In Naked With Cash, seven anonymous Consumerism Commentary readers publicly track and analyze their finances on a monthly basis. For almost a decade, I tracked my own finances on Consumerism Commentary; now I’m sharing the benefits of public accountability with the participants. I’ve partnered with financial planners who will offer some guidance along the way. Read this introduction to learn more about the series.
SteveDH is retired, and he and his wife have two grown kids. By the time he retired in 2008, he had reached his retirement asset goal of $500,000. His goal now is to ensure his savings last as long as he does. Read his bio to learn more about SteveDH. SteveDH is on Team Roger, with Certified Financial Planner Roger Wohlner.
Keep reading to see his net worth report, updated for November 2013. This month’s theme is debt. You can read last month’s analysis here. Following the analysis from SteveDH, Roger Wohlner will offer his own thoughts and guidance.
Roger Wohlner, CFP appears courtesy of The Chicago Financial Planner.
Analysis and comments from SteveDH
Another good, albeit boring, month finance-wise. We had very little in the way of unrealized gains on our holdings but the cash flow remained positive. We had a nice trip to Kansas City and have probably completed 85% of our Christmas shopping. That pretty much sums it up.
I did get the preliminary copy of TurboTax, so I’ve done the math and made most of the tax-related decisions. I’ve decided there will be no Traditional-to-Roth IRA conversion this year as my analysis says the previous conversions have pushed the tax bracket issue out far enough that we shouldn’t have to worry about it for the next 10 years or so. That;s more than five years past required minimum distributions from the IRA.
That leaves plenty of time to make any adjustment if it becomes necessary. The added benefit to skipping the conversion is that approximately 56%, rather than 85%, of our Social Security income will be taxable this year. Looks like I might even get a sizable refund!
This month topic is debt — ugh. We didn’t carry any debt into retirement so I’ve been lucky enough to be able to just forget about debt for many years. Although I believe debt is necessary for buying a home or mitigating medical expenses there’s a lot of debt I don’t like. Many of the financial woes we see today can be traced back to Sears & Roebuck. They were the first to introduce unsecured debt to the general public. Their great idea of using little metal disks hung on a nail board is the genesis of every credit card we carry. Unsecured debt is generally bad and should be avoided given the opportunity.

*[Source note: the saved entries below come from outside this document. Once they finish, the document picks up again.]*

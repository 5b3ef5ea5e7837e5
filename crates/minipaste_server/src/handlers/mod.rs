//! HTTP request handlers.

/// JSON API endpoints.
pub mod api;
/// HTML page endpoints.
pub mod page;

use crate::{AppError, AppState, Language, Paste};
use minipaste_core::models::paste::check_paste_size;
use minipaste_core::text::normalize_optional_nonempty;

/// Validate and persist a submission under a fresh identifier.
///
/// Unknown or missing language tags are stored as `text`.
///
/// # Errors
/// Returns [`AppError::PayloadTooLarge`] before touching the store when
/// `raw` exceeds the configured limit, and store errors otherwise.
pub(crate) fn store_submission(
    state: &AppState,
    raw: &str,
    language: Option<String>,
    expiration: i64,
) -> Result<Paste, AppError> {
    check_paste_size(raw, state.config.max_paste_size)?;
    let requested = normalize_optional_nonempty(language);
    let language = Language::from_tag_or_default(requested.as_deref());
    if requested.is_some_and(|tag| tag != language.tag()) {
        tracing::debug!("Unsupported language tag requested; storing as {}", language);
    }

    let mut rng = state
        .rng
        .lock()
        .map_err(|_| AppError::Internal("id generator lock poisoned".to_string()))?;
    let paste = state.store.create(&mut *rng, language, expiration, raw)?;
    tracing::info!(
        "Stored paste {} ({}, {} bytes, expires {})",
        paste.id,
        paste.language,
        paste.content.len(),
        paste.expiration
    );
    Ok(paste)
}
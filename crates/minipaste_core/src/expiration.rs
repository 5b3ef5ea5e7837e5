//! Expiration window computation.
//!
//! The resulting timestamp is persisted with each paste but nothing in this
//! crate deletes expired pastes.

use crate::constants::{DEFAULT_EXPIRATION_SECS, MAX_EXPIRATION_SECS, MIN_EXPIRATION_SECS};
use chrono::Utc;

/// Accepted range and fallback for client-requested paste lifetimes.
#[derive(Debug, Clone, Copy, PartialEq, Eq)]
pub struct ExpirationWindow {
    pub min_secs: i64,
    pub max_secs: i64,
    pub default_secs: i64,
}

impl Default for ExpirationWindow {
    fn default() -> Self {
        Self {
            min_secs: MIN_EXPIRATION_SECS,
            max_secs: MAX_EXPIRATION_SECS,
            default_secs: DEFAULT_EXPIRATION_SECS,
        }
    }
}

impl ExpirationWindow {
    /// Choose the lifetime for a raw form value.
    ///
    /// A value that parses as an integer inside `[min_secs, max_secs]` is used
    /// as-is; anything else (missing, unparseable, out of range) yields
    /// `default_secs`.
    pub fn lifetime_secs(&self, requested: Option<&str>) -> i64 {
        self.lifetime_from_secs(requested.and_then(|raw| raw.trim().parse::<i64>().ok()))
    }

    /// Choose the lifetime for an already-numeric request.
    pub fn lifetime_from_secs(&self, requested: Option<i64>) -> i64 {
        requested
            .filter(|secs| (self.min_secs..=self.max_secs).contains(secs))
            .unwrap_or(self.default_secs)
    }

    /// Absolute expiration timestamp for a form value submitted at `now`.
    pub fn resolve(&self, requested: Option<&str>, now: i64) -> i64 {
        now.saturating_add(self.lifetime_secs(requested))
    }

    /// Absolute expiration timestamp for a numeric request made at `now`.
    pub fn resolve_secs(&self, requested: Option<i64>, now: i64) -> i64 {
        now.saturating_add(self.lifetime_from_secs(requested))
    }
}

/// Current Unix time in seconds.
pub fn unix_now() -> i64 {
    Utc::now().timestamp()
}
//! Configuration loading from environment variables.

use crate::constants::{
    DEFAULT_ASSETS_DIR, DEFAULT_DATA_DIR, DEFAULT_ID_LENGTH, DEFAULT_MAX_PASTE_SIZE,
    DEFAULT_PORT, MAX_ID_LENGTH,
};
use std::env;
use std::path::PathBuf;

/// Runtime configuration for minipaste.
#[derive(Debug, Clone)]
pub struct Config {
    pub data_dir: String,
    pub port: u16,
    pub max_paste_size: usize,
    pub id_length: usize,
    pub assets_dir: String,
}

impl Default for Config {
    fn default() -> Self {
        Self {
            data_dir: DEFAULT_DATA_DIR.to_string(),
            port: DEFAULT_PORT,
            max_paste_size: DEFAULT_MAX_PASTE_SIZE,
            id_length: DEFAULT_ID_LENGTH,
            assets_dir: DEFAULT_ASSETS_DIR.to_string(),
        }
    }
}

/// Expand a leading `~/` to the home directory reported by `lookup`.
fn expand_tilde<F>(path: String, lookup: &F) -> String
where
    F: Fn(&str) -> Option<String>,
{
    if let Some(rest) = path.strip_prefix("~/") {
        if let Some(home) = resolve_home_dir(lookup) {
            return home.join(rest).to_string_lossy().to_string();
        }
    }
    path
}

fn resolve_home_dir<F>(lookup: &F) -> Option<PathBuf>
where
    F: Fn(&str) -> Option<String>,
{
    ["HOME", "USERPROFILE"]
        .into_iter()
        .filter_map(|key| lookup(key))
        .find(|value| !value.trim().is_empty())
        .map(PathBuf::from)
}

/// Parse a boolean-like environment flag value.
///
/// # Supported Values
/// - Truthy: `1`, `true`, `yes`, `on`
/// - Falsy: `0`, `false`, `no`, `off`, empty string
///
/// Matching is case-insensitive and ignores surrounding whitespace.
///
/// # Returns
/// `Some(bool)` when the value is recognized, otherwise `None`.
pub fn parse_env_flag(value: &str) -> Option<bool> {
    let normalized = value.trim().to_ascii_lowercase();
    match normalized.as_str() {
        "1" | "true" | "yes" | "on" => Some(true),
        "" | "0" | "false" | "no" | "off" => Some(false),
        _ => None,
    }
}

/// Read a boolean flag from the environment.
///
/// Missing or unrecognized values are treated as `false`.
pub fn env_flag_enabled(name: &str) -> bool {
    env::var(name)
        .ok()
        .and_then(|value| parse_env_flag(&value))
        .unwrap_or(false)
}

fn parse_id_length(raw: &str) -> Option<usize> {
    raw.trim()
        .parse::<usize>()
        .ok()
        .filter(|len| (1..=MAX_ID_LENGTH).contains(len))
}

impl Config {
    /// Load configuration from process environment variables.
    ///
    /// # Returns
    /// A populated [`Config`] with defaults applied when env vars are missing.
    pub fn from_env() -> Self {
        Self::from_lookup(|key| env::var(key).ok())
    }

    /// Load configuration through an arbitrary key lookup.
    ///
    /// Values that fail to parse fall back to their defaults.
    pub fn from_lookup<F>(lookup: F) -> Self
    where
        F: Fn(&str) -> Option<String>,
    {
        let defaults = Self::default();
        Self {
            data_dir: lookup("DATA_DIR")
                .filter(|dir| !dir.trim().is_empty())
                .map(|dir| expand_tilde(dir, &lookup))
                .unwrap_or(defaults.data_dir),
            port: lookup("PORT")
                .and_then(|p| p.trim().parse().ok())
                .unwrap_or(defaults.port),
            max_paste_size: lookup("MAX_PASTE_SIZE")
                .and_then(|s| s.trim().parse().ok())
                .unwrap_or(defaults.max_paste_size),
            id_length: lookup("ID_LENGTH")
                .and_then(|raw| parse_id_length(&raw))
                .unwrap_or(defaults.id_length),
            assets_dir: lookup("ASSETS_DIR")
                .filter(|dir| !dir.trim().is_empty())
                .map(|dir| expand_tilde(dir, &lookup))
                .unwrap_or(defaults.assets_dir),
        }
    }
}
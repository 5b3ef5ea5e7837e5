//! HTTP error mapping for API and page handlers.

use crate::AppError;
use axum::{
    http::StatusCode,
    response::{IntoResponse, Response},
    Json,
};
use serde_json::json;

/// Error returned by handlers; renders as a JSON `{ "error": ... }` body.
#[derive(Debug)]
pub struct HttpError(pub AppError);

impl HttpError {
    /// HTTP status for the wrapped error.
    pub fn status(&self) -> StatusCode {
        match &self.0 {
            AppError::NotFound | AppError::MalformedRecord(_) => StatusCode::NOT_FOUND,
            AppError::PayloadTooLarge { .. } => StatusCode::PAYLOAD_TOO_LARGE,
            AppError::BadRequest(_) => StatusCode::BAD_REQUEST,
            AppError::Storage(_) | AppError::IdSpaceExhausted { .. } | AppError::Internal(_) => {
                StatusCode::INTERNAL_SERVER_ERROR
            }
        }
    }

    /// Message safe to show to clients.
    ///
    /// Server-side failures are reported with a generic message.
    pub fn public_message(&self) -> String {
        match &self.0 {
            AppError::NotFound | AppError::MalformedRecord(_) => "Not found".to_string(),
            err @ (AppError::PayloadTooLarge { .. } | AppError::BadRequest(_)) => err.to_string(),
            _ => "Internal server error".to_string(),
        }
    }

    /// Log the full error detail before it is turned into a response.
    pub(crate) fn log(&self) {
        match &self.0 {
            AppError::MalformedRecord(detail) => {
                tracing::warn!("Serving not-found for malformed record: {}", detail);
            }
            err if self.status().is_server_error() => {
                tracing::error!("Internal error: {}", err);
            }
            _ => {}
        }
    }
}

impl From<AppError> for HttpError {
    fn from(value: AppError) -> Self {
        Self(value)
    }
}

impl From<askama::Error> for HttpError {
    fn from(value: askama::Error) -> Self {
        Self(AppError::Internal(format!("template render failed: {}", value)))
    }
}

impl IntoResponse for HttpError {
    fn into_response(self) -> Response {
        self.log();
        let status = self.status();
        let body = Json(json!({ "error": self.public_message() }));
        (status, body).into_response()
    }
}
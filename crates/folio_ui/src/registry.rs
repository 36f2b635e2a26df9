//! Mapping between backend element handles and [`ElementId`]s.
//!
//! Each registered element carries its id as a tag (an attribute on the DOM
//! element), so the same element reached through a query, an event target or
//! creation maps back to the same id. A tag is only trusted when the element
//! stored under it is the very same node; copies of tagged markup get a fresh
//! id. Ids are never reused.

use std::collections::HashMap;

use crate::ElementId;

/// A backend element that can carry an id tag.
pub trait Tagged {
    /// The id tag currently on the element, if any.
    fn tag(&self) -> Option<u32>;

    /// Write `tag` onto the element, replacing any previous one.
    fn set_tag(&self, tag: u32);

    /// Whether `self` and `other` are the same underlying node.
    fn is_same(&self, other: &Self) -> bool;
}

/// Live elements keyed by id.
#[derive(Debug)]
pub struct Registry<E> {
    elements: HashMap<u32, E>,
    next_id: u32,
}

impl<E> Default for Registry<E> {
    fn default() -> Self {
        Self {
            elements: HashMap::new(),
            next_id: 0,
        }
    }
}

impl<E: Tagged> Registry<E> {
    /// Id of `element`, registering it if it is not known yet.
    pub fn register(&mut self, element: E) -> ElementId {
        if let Some(raw) = element.tag() {
            if self
                .elements
                .get(&raw)
                .is_some_and(|known| known.is_same(&element))
            {
                return ElementId::from_raw(raw);
            }
        }

        let raw = self.next_id;
        self.next_id += 1;
        element.set_tag(raw);
        self.elements.insert(raw, element);
        ElementId::from_raw(raw)
    }

    pub fn get(&self, id: ElementId) -> Option<&E> {
        self.elements.get(&id.raw())
    }

    /// Forget `element` if it is registered under its tag.
    /// Returns whether anything was removed.
    pub fn release(&mut self, element: &E) -> bool {
        let Some(raw) = element.tag() else {
            return false;
        };
        if self
            .elements
            .get(&raw)
            .is_some_and(|known| known.is_same(element))
        {
            self.elements.remove(&raw);
            true
        } else {
            false
        }
    }

    /// Number of live registrations.
    pub fn len(&self) -> usize {
        self.elements.len()
    }

    pub fn is_empty(&self) -> bool {
        self.elements.is_empty()
    }
}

OK, the Sears blame thing is a stretch –- but I really like it and it sounds good when I lecture the kids about credit cards being a great way to spend your money but a horrible way to borrow money.
December: The Holidays are always fun around here so we’re looking forward to them. Even the chaos provides us with great reminders of past Christmas events with family.
December finances are another matter. The end of the fourth quarter, the end of the year, the beginning of tax season, all bring about task involving Quicken, TurboTax, Excel, and lots of discussions to set goals, budgets, and plan for 2014 expenses and indulgences.
Although I really enjoy the exercises and the planning involved, the other “stakeholder of our enterprise” gets bored and often concludes with a “whatever” and a smile.
If you don’t understand the reference to stakeholder and enterprise I suggest you get a copy of The Family CFO. It has worked for us for many many years.
Feedback from Roger Wohlner, CFP
An excellent and boring report. I agree with your decision to stop the Roth conversions I generally am not a huge fan of doing this for someone in your age bracket. As usual, you seem to have your spending and all other aspects of your situation well under control.
Feedback from Luke Landes
I don’t think it’s that much of a stretch to attribute the prevalence of unsecured debt among the masses to Sears Roebuck. That being said, it was an ingenious idea and unsecured credit helped develop a strong middle class, which in turn helped the economy of this country explode. Marketing played a huge role in this as the middle class wanted to fulfill their American dream.
Unfortunately, credit didn’t come with education about managing money, and we’re still trying to catch up in that respect. Furthermore, I’m not sure that education, as we interpret the concept today, would have helped much. Logic has a hard time piercing emotions.
Your attitude towards debt has served you well, and as far as I can tell, you’re in the clear for the remainder of your retirement. Your retirement accounts are up for the year, avoiding depletion (at least in this year of nice stock market returns) and that’s a fantastic sign.